James Conlon to be honored by Hebrew Union College

James Conlon

By Janelle Gelfand

Rabbi David Ellenson, President of Hebrew Union College-Jewish Institute of Religion (HUC-JIR), will award the 2013 Roger E. Joseph Prize to Maestro James Conlon at ordination ceremonies this Sunday at Congregation Emanu-El in New York City.

Rabbi Ellenson stated, “It is a privilege to present HUC-JIR’s highest honor, the Joseph Prize, to Maestro Conlon, in recognition of his efforts to raise public consciousness to the significance of works of composers whose lives and compositions were suppressed by the Nazi regime. The Orel Foundation, which he created, is dedicated to giving attention to these composers with the performance of their works.”

The first Joseph Prize was awarded in 1978, to Victor Kugler, who sheltered Anne Frank and her family. Over the past 35 years, the Joseph Prize recipients have included:

The people of Le Chambon, a Huguenot village in France which rescued thousands of Jewish children during the Holocaust; Rosa Parks, the “mother” of the American civil rights movement; Chaplain Mychal Judge and the City of New York Fire Department, for their heroic efforts on September 11th, 2001; Daniel Pearl, posthumously, and many others.

Conlon has been an ardent champion of composers who suffered at the hands of the Nazis during World War II. The Cincinnati May Festival will open next Friday with music by Alexander Zemlinsky, a Viennese composer who had Jewish blood and was forced to flee the Nazis, eventually coming to the United States where he died, unknown and neglected, in 1942.

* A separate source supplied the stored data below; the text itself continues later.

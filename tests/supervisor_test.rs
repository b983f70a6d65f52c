// Integration tests for pair supervision, using in-memory consumers.

use async_trait::async_trait;
use std::sync::atomic::{AtomicUsize, Ordering};
use std::sync::Arc;
use std::time::Duration;
use tokio::time::{sleep, Instant};

use rabbit_amazon_forwarder::consumer::{HealthChecks, StopSignal};
use rabbit_amazon_forwarder::{
    Consumer, ConsumerError, ForwardError, Forwarder, ForwarderKind, HealthReport, Mapping, Pair,
    PairState, Supervisor, SupervisorSettings,
};

fn fast_settings() -> SupervisorSettings {
    SupervisorSettings {
        check_timeout: Duration::from_millis(200),
        initial_backoff: Duration::from_millis(20),
        max_backoff: Duration::from_millis(80),
        shutdown_timeout: Duration::from_secs(2),
    }
}

enum Behavior {
    /// Fail the first `n` runs, then run until stopped.
    FailFirst(usize),
    AlwaysFail,
    PanicFirst,
    /// Run until stopped without answering health checks.
    Silent,
    /// Return `Ok` on the first run without a stop, then behave.
    ReturnEarly,
    /// Never return, even when stopped.
    Stuck,
}

struct ScriptedConsumer {
    name: String,
    behavior: Behavior,
    starts: AtomicUsize,
    clean_stops: AtomicUsize,
}

impl ScriptedConsumer {
    fn new(name: &str, behavior: Behavior) -> Arc<Self> {
        Arc::new(Self {
            name: name.to_string(),
            behavior,
            starts: AtomicUsize::new(0),
            clean_stops: AtomicUsize::new(0),
        })
    }

    fn starts(&self) -> usize {
        self.starts.load(Ordering::SeqCst)
    }

    async fn run_until_stopped(
        &self,
        forwarder: &dyn Forwarder,
        checks: &mut HealthChecks,
        mut stop: StopSignal,
        answer_checks: bool,
    ) -> Result<(), ConsumerError> {
        // A failed push is logged by real consumers and does not end the run.
        let _ = forwarder.push("hello").await;

        loop {
            tokio::select! {
                changed = stop.changed() => {
                    if changed.is_err() || *stop.borrow() {
                        self.clean_stops.fetch_add(1, Ordering::SeqCst);
                        return Ok(());
                    }
                }
                Some(reply) = checks.recv() => {
                    if answer_checks {
                        let _ = reply.send(true);
                    }
                }
            }
        }
    }
}

#[async_trait]
impl Consumer for ScriptedConsumer {
    fn name(&self) -> &str {
        &self.name
    }

    async fn start(
        &self,
        forwarder: Arc<dyn Forwarder>,
        checks: &mut HealthChecks,
        stop: StopSignal,
    ) -> Result<(), ConsumerError> {
        let run = self.starts.fetch_add(1, Ordering::SeqCst) + 1;

        match self.behavior {
            Behavior::FailFirst(n) if run <= n => Err(ConsumerError::StreamClosed),
            Behavior::AlwaysFail => Err(ConsumerError::StreamClosed),
            Behavior::PanicFirst if run == 1 => panic!("consumer blew up"),
            Behavior::ReturnEarly if run == 1 => Ok(()),
            Behavior::Stuck => std::future::pending().await,
            Behavior::Silent => {
                self.run_until_stopped(forwarder.as_ref(), checks, stop, false)
                    .await
            }
            _ => {
                self.run_until_stopped(forwarder.as_ref(), checks, stop, true)
                    .await
            }
        }
    }
}

struct CountingForwarder {
    name: String,
    pushes: AtomicUsize,
    fail: bool,
}

impl CountingForwarder {
    fn new(name: &str, fail: bool) -> Arc<Self> {
        Arc::new(Self {
            name: name.to_string(),
            pushes: AtomicUsize::new(0),
            fail,
        })
    }
}

#[async_trait]
impl Forwarder for CountingForwarder {
    fn name(&self) -> &str {
        &self.name
    }

    fn kind(&self) -> ForwarderKind {
        ForwarderKind::Queue
    }

    async fn push(&self, message: &str) -> Result<(), ForwardError> {
        self.pushes.fetch_add(1, Ordering::SeqCst);
        if self.fail {
            return Err(ForwardError::Queue {
                target: self.name.clone(),
                reason: format!("rejected {}", message),
            });
        }
        Ok(())
    }
}

fn mapping(pairs: Vec<(Arc<ScriptedConsumer>, Arc<CountingForwarder>)>) -> Mapping {
    let mut mapping = Mapping::new();
    for (consumer, forwarder) in pairs {
        mapping
            .insert(Pair {
                consumer: consumer as Arc<dyn Consumer>,
                forwarder: forwarder as Arc<dyn Forwarder>,
            })
            .unwrap();
    }
    mapping
}

fn pair_alive(report: &HealthReport, consumer: &str) -> bool {
    report
        .pairs
        .iter()
        .find(|pair| pair.consumer == consumer)
        .map(|pair| pair.alive)
        .unwrap_or(false)
}

/// Poll health until `consumer` answers, or give up after two seconds.
async fn wait_until_alive(supervisor: &Supervisor, consumer: &str) -> HealthReport {
    let deadline = Instant::now() + Duration::from_secs(2);
    loop {
        let report = supervisor.check().await;
        if pair_alive(&report, consumer) || Instant::now() > deadline {
            return report;
        }
        sleep(Duration::from_millis(10)).await;
    }
}

#[tokio::test]
async fn test_failed_pair_is_restarted() {
    let consumer = ScriptedConsumer::new("flaky-rabbit", Behavior::FailFirst(2));
    let forwarder = CountingForwarder::new("flaky-sqs", false);
    let mut supervisor = Supervisor::start(
        mapping(vec![(consumer.clone(), forwarder.clone())]),
        fast_settings(),
    );

    let report = wait_until_alive(&supervisor, "flaky-rabbit").await;
    assert!(report.healthy);
    assert_eq!(consumer.starts(), 3);

    let status = supervisor.status("flaky-rabbit").unwrap();
    assert_eq!(status.state, PairState::Running);
    assert_eq!(status.restarts, 2);
    assert_eq!(forwarder.pushes.load(Ordering::SeqCst), 1);

    supervisor.shutdown().await;
}

#[tokio::test]
async fn test_failing_pair_does_not_affect_others() {
    let broken = ScriptedConsumer::new("broken-rabbit", Behavior::AlwaysFail);
    let healthy = ScriptedConsumer::new("healthy-rabbit", Behavior::FailFirst(0));
    let mut supervisor = Supervisor::start(
        mapping(vec![
            (broken.clone(), CountingForwarder::new("broken-sns", false)),
            (healthy.clone(), CountingForwarder::new("healthy-sns", false)),
        ]),
        fast_settings(),
    );

    let report = wait_until_alive(&supervisor, "healthy-rabbit").await;
    assert!(pair_alive(&report, "healthy-rabbit"));
    assert!(!pair_alive(&report, "broken-rabbit"));
    assert!(!report.healthy);

    // Give the broken pair time for several restarts.
    sleep(Duration::from_millis(300)).await;
    assert!(broken.starts() >= 3);
    assert_eq!(healthy.starts(), 1);
    assert!(pair_alive(&supervisor.check().await, "healthy-rabbit"));

    supervisor.shutdown().await;
}

#[tokio::test]
async fn test_push_failure_does_not_end_pair() {
    let consumer = ScriptedConsumer::new("test-rabbit", Behavior::FailFirst(0));
    let forwarder = CountingForwarder::new("rejecting-sqs", true);
    let mut supervisor = Supervisor::start(
        mapping(vec![(consumer.clone(), forwarder.clone())]),
        fast_settings(),
    );

    let report = wait_until_alive(&supervisor, "test-rabbit").await;
    assert!(report.healthy);
    assert_eq!(forwarder.pushes.load(Ordering::SeqCst), 1);
    assert_eq!(consumer.starts(), 1);

    supervisor.shutdown().await;
}

#[tokio::test]
async fn test_panicking_consumer_is_restarted() {
    let consumer = ScriptedConsumer::new("panicky-rabbit", Behavior::PanicFirst);
    let mut supervisor = Supervisor::start(
        mapping(vec![(consumer.clone(), CountingForwarder::new("sns", false))]),
        fast_settings(),
    );

    let report = wait_until_alive(&supervisor, "panicky-rabbit").await;
    assert!(report.healthy);
    assert_eq!(consumer.starts(), 2);

    supervisor.shutdown().await;
}

#[tokio::test]
async fn test_unanswered_check_times_out() {
    let consumer = ScriptedConsumer::new("silent-rabbit", Behavior::Silent);
    let mut supervisor = Supervisor::start(
        mapping(vec![(consumer.clone(), CountingForwarder::new("sns", false))]),
        fast_settings(),
    );
    sleep(Duration::from_millis(50)).await;

    let started = Instant::now();
    let report = supervisor.check().await;
    assert!(started.elapsed() < Duration::from_secs(1));
    assert!(!report.healthy);
    assert_eq!(report.pairs[0].state, PairState::Running);

    supervisor.shutdown().await;
}

#[tokio::test]
async fn test_shutdown_stops_pairs() {
    let first = ScriptedConsumer::new("first-rabbit", Behavior::FailFirst(0));
    let second = ScriptedConsumer::new("second-rabbit", Behavior::AlwaysFail);
    let mut supervisor = Supervisor::start(
        mapping(vec![
            (first.clone(), CountingForwarder::new("first-sns", false)),
            (second.clone(), CountingForwarder::new("second-sqs", false)),
        ]),
        fast_settings(),
    );
    wait_until_alive(&supervisor, "first-rabbit").await;

    let started = Instant::now();
    supervisor.shutdown().await;
    assert!(started.elapsed() < Duration::from_secs(1));

    assert_eq!(first.clean_stops.load(Ordering::SeqCst), 1);
    assert!(supervisor.is_empty());

    // No relaunch after shutdown.
    let starts = second.starts();
    sleep(Duration::from_millis(150)).await;
    assert_eq!(second.starts(), starts);
}

#[tokio::test]
async fn test_early_return_is_restarted() {
    let consumer = ScriptedConsumer::new("quitting-rabbit", Behavior::ReturnEarly);
    let mut supervisor = Supervisor::start(
        mapping(vec![(consumer.clone(), CountingForwarder::new("sns", false))]),
        fast_settings(),
    );

    let report = wait_until_alive(&supervisor, "quitting-rabbit").await;
    assert!(report.healthy);
    assert_eq!(consumer.starts(), 2);

    let status = supervisor.status("quitting-rabbit").unwrap();
    assert_eq!(status.state, PairState::Running);
    assert!(status.restarts >= 1);

    supervisor.shutdown().await;
}

#[tokio::test]
async fn test_shutdown_waits_once_for_stuck_pairs() {
    let settings = SupervisorSettings {
        shutdown_timeout: Duration::from_millis(250),
        ..fast_settings()
    };
    let stuck: Vec<_> = (0..4)
        .map(|i| {
            (
                ScriptedConsumer::new(&format!("stuck-rabbit-{}", i), Behavior::Stuck),
                CountingForwarder::new(&format!("stuck-sqs-{}", i), false),
            )
        })
        .collect();
    let mut supervisor = Supervisor::start(mapping(stuck), settings);
    sleep(Duration::from_millis(50)).await;

    let started = Instant::now();
    supervisor.shutdown().await;
    let elapsed = started.elapsed();

    assert!(elapsed >= Duration::from_millis(250));
    assert!(elapsed < Duration::from_millis(700), "shutdown took {:?}", elapsed);
    assert!(supervisor.is_empty());
}

#[tokio::test]
async fn test_restart_replaces_pairs() {
    let old = ScriptedConsumer::new("old-rabbit", Behavior::FailFirst(0));
    let new = ScriptedConsumer::new("new-rabbit", Behavior::FailFirst(0));
    let mut supervisor = Supervisor::start(
        mapping(vec![(old.clone(), CountingForwarder::new("old-sns", false))]),
        fast_settings(),
    );
    wait_until_alive(&supervisor, "old-rabbit").await;

    supervisor
        .restart(mapping(vec![(new.clone(), CountingForwarder::new("new-sqs", false))]))
        .await;

    let report = wait_until_alive(&supervisor, "new-rabbit").await;
    assert!(report.healthy);
    assert_eq!(report.pairs.len(), 1);
    assert_eq!(report.pairs[0].forwarder, "new-sqs");
    assert_eq!(old.clean_stops.load(Ordering::SeqCst), 1);
    assert!(supervisor.status("old-rabbit").is_none());

    supervisor.shutdown().await;
}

Recently, Conlon’s contract was renewed by the May Festival, where he is the festival’s longest-tenured music director. He is also Music Director of Los Angeles Opera, where he recently led LA Opera’s first Ring Cycle, and the Ravinia Festival, summer home of the Chicago Symphony Orchestra.

He has led more than 260 performances at the Metropolitan Opera since his first appearance there in 1976. He has appeared at Teatro alla Scala, Royal Opera at Covent Garden in London, Lyric Opera of Chicago, Maggio Musicale Fiorentino and Teatro del Opera di Roma. In the course of his career, he has conducted more than ninety operas and several hundred symphonic and choral works.

He is currently engaged in a three-year project honoring the centenary of the birth of Benjamin Britten, and will lead Britten’s “War Requiem” next weekend in Music Hall.